Credit: Ziad Obermeyer

Entering medical school did nothing to dispel this illusion for me, starting with the white coat I was given in my first week. But as I memorized the facts underlying this science—the Krebs cycle, the five dangerous causes of chest pain—I remember feeling incredibly bored. Medicine, it seemed, was basically complete; further research seemed hopelessly incremental.

In fact, the most exciting problems started precisely where medical science left off: the inefficiency of healthcare. As a future physician, I was particularly interested in how physician behavior responded to incentives, just as health economics would predict, thus leading to overuse of care.

These issues were at the top of my mind as I entered clinical residency. I rolled my eyes when attending physicians—allegedly responsible for supervising my education—insisted on high-cost tests or interventions: the last thing the patient, or our health care system, needed was another incidental finding, another ineffective prescription.

I shudder internally when I think back to that time. Of the many mistakes I made, some were caught by others. Some were not, causing harm I think about to this day. At some point, the combined weight of these mistakes finally made me understand two things: The first was that I needed to get much better at being a doctor. The second was that, even as I improved, it was not enough.

A patient would present with a new disturbing symptom; after several hours and tests, neither of us knew why. My explanations were shallow (“Your back pain is musculoskeletal”); often, they were non-explanations (“Your chest pain is not a heart attack”). At home, I would lie awake agonizing: I should have ordered another test; I should not have sent her home.

This happens often enough to shake one’s faith in medical science. Doctors, it turns out, do not have it all figured out. The facts I learned in medical school and residency were helpful, pointing me in the right direction or preventing catastrophic misjudgments. But I was still making mistakes. Just like the attending physicians I had rolled my eyes at, I was ordering costly tests that, all too often, came out negative. Worse, I was also failing to order tests and treatments that would have helped—as I would sometimes learn later, when a patient returned with a diagnosis I had missed, or needing a treatment I didn’t think to deliver. Health economics has little to say about why doctors make these mistakes.

My first research project after residency studied patients who died unexpectedly after reassuring medical evaluations. On one level, I still wonder whether my funders at the Office of the Director of the National Institutes of Health wish they had spent their monies elsewhere: I published some papers in high-profile journals, but many of my hypotheses proved wrong, and many of the things I hoped to do proved impossible. On another level, though, those years of support were transformative. By giving me space to work on problems that I found interesting, I learned an enormous amount, built a network of collaborators in medicine, economics and computer science, and launched several of the projects I am most excited about today.

One of those projects uses machine learning to study who is tested for heart attack—and who should be. My preliminary work on unexpected deaths suggested that many resulted from missed diagnoses.

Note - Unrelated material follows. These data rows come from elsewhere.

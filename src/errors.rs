// ABOUTME: Unified error handling re-exported from chat-relay-core
// ABOUTME: AppError, ErrorCode, AppResult, and the structured error response body
//
// SPDX-License-Identifier: MIT OR Apache-2.0
// Copyright (c) 2025 Pierre Fitness Intelligence

pub use chat_relay_core::errors::*;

I realized that this was an ideal-use case for machine-learning tools: by forming highly accurate risk predictions and comparing them to testing decisions, we could put physician judgment under the proverbial microscope.

A striking finding is that physicians simultaneously over-test predictably low-risk patients (who go on to have negative tests) and under-test predictably high-risk patients (who go on to experience catastrophic outcomes). This finding echoes my own experience as a clinician and suggests that decision-making can be improved, perhaps, and we are now hoping to partner with a healthcare system to perform a randomized trial and test this hypothesis directly.

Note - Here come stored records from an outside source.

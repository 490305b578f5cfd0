// ABOUTME: Application constants re-exported from chat-relay-core
// ABOUTME: Ports, routes, upstream timeouts, relay, credit, and title defaults
//
// SPDX-License-Identifier: MIT OR Apache-2.0
// Copyright (c) 2025 Pierre Fitness Intelligence

pub use chat_relay_core::constants::*;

A natural next question is: why do physicians make these mistakes? Interestingly, physicians seem to use a model of risk that is far too simple: they make effective use of a handful of variables but neglect thousands of others. These variables, which better represent the full richness of patients’ medical histories, are the key to the algorithm’s advantage. In other words, these mistakes are driven not by bad incentives but by physicians’ inability to process the vast data that they need to make good decisions.

This, I believe, is a clue to the lasting contribution of machine learning to medicine: opening our eyes to the deep complexity of medical decision-making, and the science in which it is grounded.